--- Source data Enclosed Below ---

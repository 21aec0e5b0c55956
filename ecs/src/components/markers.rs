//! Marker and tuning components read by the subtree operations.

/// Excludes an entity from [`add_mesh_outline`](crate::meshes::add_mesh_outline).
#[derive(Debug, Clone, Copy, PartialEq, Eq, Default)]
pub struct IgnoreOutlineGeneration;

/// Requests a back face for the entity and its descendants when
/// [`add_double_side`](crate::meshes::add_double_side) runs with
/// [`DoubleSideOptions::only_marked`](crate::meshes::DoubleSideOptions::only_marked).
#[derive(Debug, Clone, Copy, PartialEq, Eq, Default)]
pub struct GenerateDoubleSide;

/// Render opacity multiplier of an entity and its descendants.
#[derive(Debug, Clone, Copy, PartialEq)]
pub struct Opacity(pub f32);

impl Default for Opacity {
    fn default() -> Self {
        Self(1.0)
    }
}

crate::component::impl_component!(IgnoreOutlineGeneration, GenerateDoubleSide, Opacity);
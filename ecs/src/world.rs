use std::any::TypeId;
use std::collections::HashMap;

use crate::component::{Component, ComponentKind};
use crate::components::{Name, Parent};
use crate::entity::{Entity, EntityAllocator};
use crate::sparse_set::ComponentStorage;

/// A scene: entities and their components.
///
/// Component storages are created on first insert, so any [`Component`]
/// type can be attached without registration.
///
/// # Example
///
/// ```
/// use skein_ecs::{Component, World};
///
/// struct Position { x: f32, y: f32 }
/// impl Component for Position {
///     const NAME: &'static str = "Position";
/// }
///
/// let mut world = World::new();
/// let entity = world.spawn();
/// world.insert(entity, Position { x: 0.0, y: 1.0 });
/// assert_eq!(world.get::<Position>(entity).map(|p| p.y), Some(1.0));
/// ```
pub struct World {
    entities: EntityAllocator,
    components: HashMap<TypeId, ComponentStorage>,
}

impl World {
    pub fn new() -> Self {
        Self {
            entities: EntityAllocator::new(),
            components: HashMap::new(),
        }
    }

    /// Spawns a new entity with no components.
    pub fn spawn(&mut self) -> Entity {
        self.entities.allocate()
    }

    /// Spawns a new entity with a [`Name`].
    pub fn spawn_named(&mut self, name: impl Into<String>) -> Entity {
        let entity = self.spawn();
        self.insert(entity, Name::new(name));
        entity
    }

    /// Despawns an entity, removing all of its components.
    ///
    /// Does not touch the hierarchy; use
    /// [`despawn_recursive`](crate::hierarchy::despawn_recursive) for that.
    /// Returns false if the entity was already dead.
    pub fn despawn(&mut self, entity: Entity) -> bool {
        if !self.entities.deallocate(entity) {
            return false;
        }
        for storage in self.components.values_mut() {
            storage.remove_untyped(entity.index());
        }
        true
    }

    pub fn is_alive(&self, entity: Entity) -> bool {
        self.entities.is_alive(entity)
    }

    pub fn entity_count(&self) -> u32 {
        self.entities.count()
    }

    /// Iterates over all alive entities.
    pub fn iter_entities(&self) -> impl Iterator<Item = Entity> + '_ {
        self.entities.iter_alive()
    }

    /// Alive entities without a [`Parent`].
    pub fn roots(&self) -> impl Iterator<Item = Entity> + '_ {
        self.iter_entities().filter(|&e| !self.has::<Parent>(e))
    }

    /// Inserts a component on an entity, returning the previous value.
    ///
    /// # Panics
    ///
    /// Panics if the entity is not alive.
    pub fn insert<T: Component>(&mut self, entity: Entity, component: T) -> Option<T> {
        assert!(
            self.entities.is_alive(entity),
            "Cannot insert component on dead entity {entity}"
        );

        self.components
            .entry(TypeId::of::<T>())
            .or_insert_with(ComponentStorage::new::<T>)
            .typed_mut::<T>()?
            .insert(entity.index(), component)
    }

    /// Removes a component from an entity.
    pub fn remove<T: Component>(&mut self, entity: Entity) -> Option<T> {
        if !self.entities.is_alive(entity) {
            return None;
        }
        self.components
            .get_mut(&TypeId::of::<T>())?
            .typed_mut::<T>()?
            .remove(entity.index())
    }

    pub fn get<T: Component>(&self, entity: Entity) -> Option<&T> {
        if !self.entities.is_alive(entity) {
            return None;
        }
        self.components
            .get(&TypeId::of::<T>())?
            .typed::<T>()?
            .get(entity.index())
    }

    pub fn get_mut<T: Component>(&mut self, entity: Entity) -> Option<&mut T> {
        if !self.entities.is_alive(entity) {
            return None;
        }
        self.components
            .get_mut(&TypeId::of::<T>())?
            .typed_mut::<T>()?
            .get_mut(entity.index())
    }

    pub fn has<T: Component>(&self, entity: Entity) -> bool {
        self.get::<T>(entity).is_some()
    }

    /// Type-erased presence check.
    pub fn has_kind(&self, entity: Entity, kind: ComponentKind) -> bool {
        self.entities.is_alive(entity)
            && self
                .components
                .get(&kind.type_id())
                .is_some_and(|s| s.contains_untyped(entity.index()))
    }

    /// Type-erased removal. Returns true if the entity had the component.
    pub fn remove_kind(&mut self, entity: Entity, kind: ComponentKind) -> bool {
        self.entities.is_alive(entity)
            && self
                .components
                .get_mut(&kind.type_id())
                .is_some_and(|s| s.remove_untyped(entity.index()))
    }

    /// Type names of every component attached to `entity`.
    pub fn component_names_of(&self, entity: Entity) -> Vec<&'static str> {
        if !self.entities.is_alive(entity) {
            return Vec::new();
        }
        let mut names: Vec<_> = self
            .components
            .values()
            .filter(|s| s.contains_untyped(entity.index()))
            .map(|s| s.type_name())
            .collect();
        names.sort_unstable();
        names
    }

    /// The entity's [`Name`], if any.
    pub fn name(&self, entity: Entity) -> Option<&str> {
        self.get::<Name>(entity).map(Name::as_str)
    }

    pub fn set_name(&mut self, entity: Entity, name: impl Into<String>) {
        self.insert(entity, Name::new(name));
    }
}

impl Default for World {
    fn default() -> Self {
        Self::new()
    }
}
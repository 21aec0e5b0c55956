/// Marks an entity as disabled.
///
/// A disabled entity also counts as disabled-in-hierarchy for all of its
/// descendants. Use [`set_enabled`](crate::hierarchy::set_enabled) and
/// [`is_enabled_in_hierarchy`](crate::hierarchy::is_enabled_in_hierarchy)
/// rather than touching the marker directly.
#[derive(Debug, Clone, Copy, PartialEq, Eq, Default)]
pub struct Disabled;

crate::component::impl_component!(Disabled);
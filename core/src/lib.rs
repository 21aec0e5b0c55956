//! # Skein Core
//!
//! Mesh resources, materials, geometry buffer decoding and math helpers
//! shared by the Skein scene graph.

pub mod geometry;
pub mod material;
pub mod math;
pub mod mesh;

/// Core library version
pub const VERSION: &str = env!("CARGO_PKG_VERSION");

--- End of Enclosed Source data ---

## Requirement
Copy out each line of the data in which the word "Parent" appears.

## Written response
use crate::components::{Name, Parent};
    /// Alive entities without a [`Parent`].
        self.iter_entities().filter(|&e| !self.has::<Parent>(e))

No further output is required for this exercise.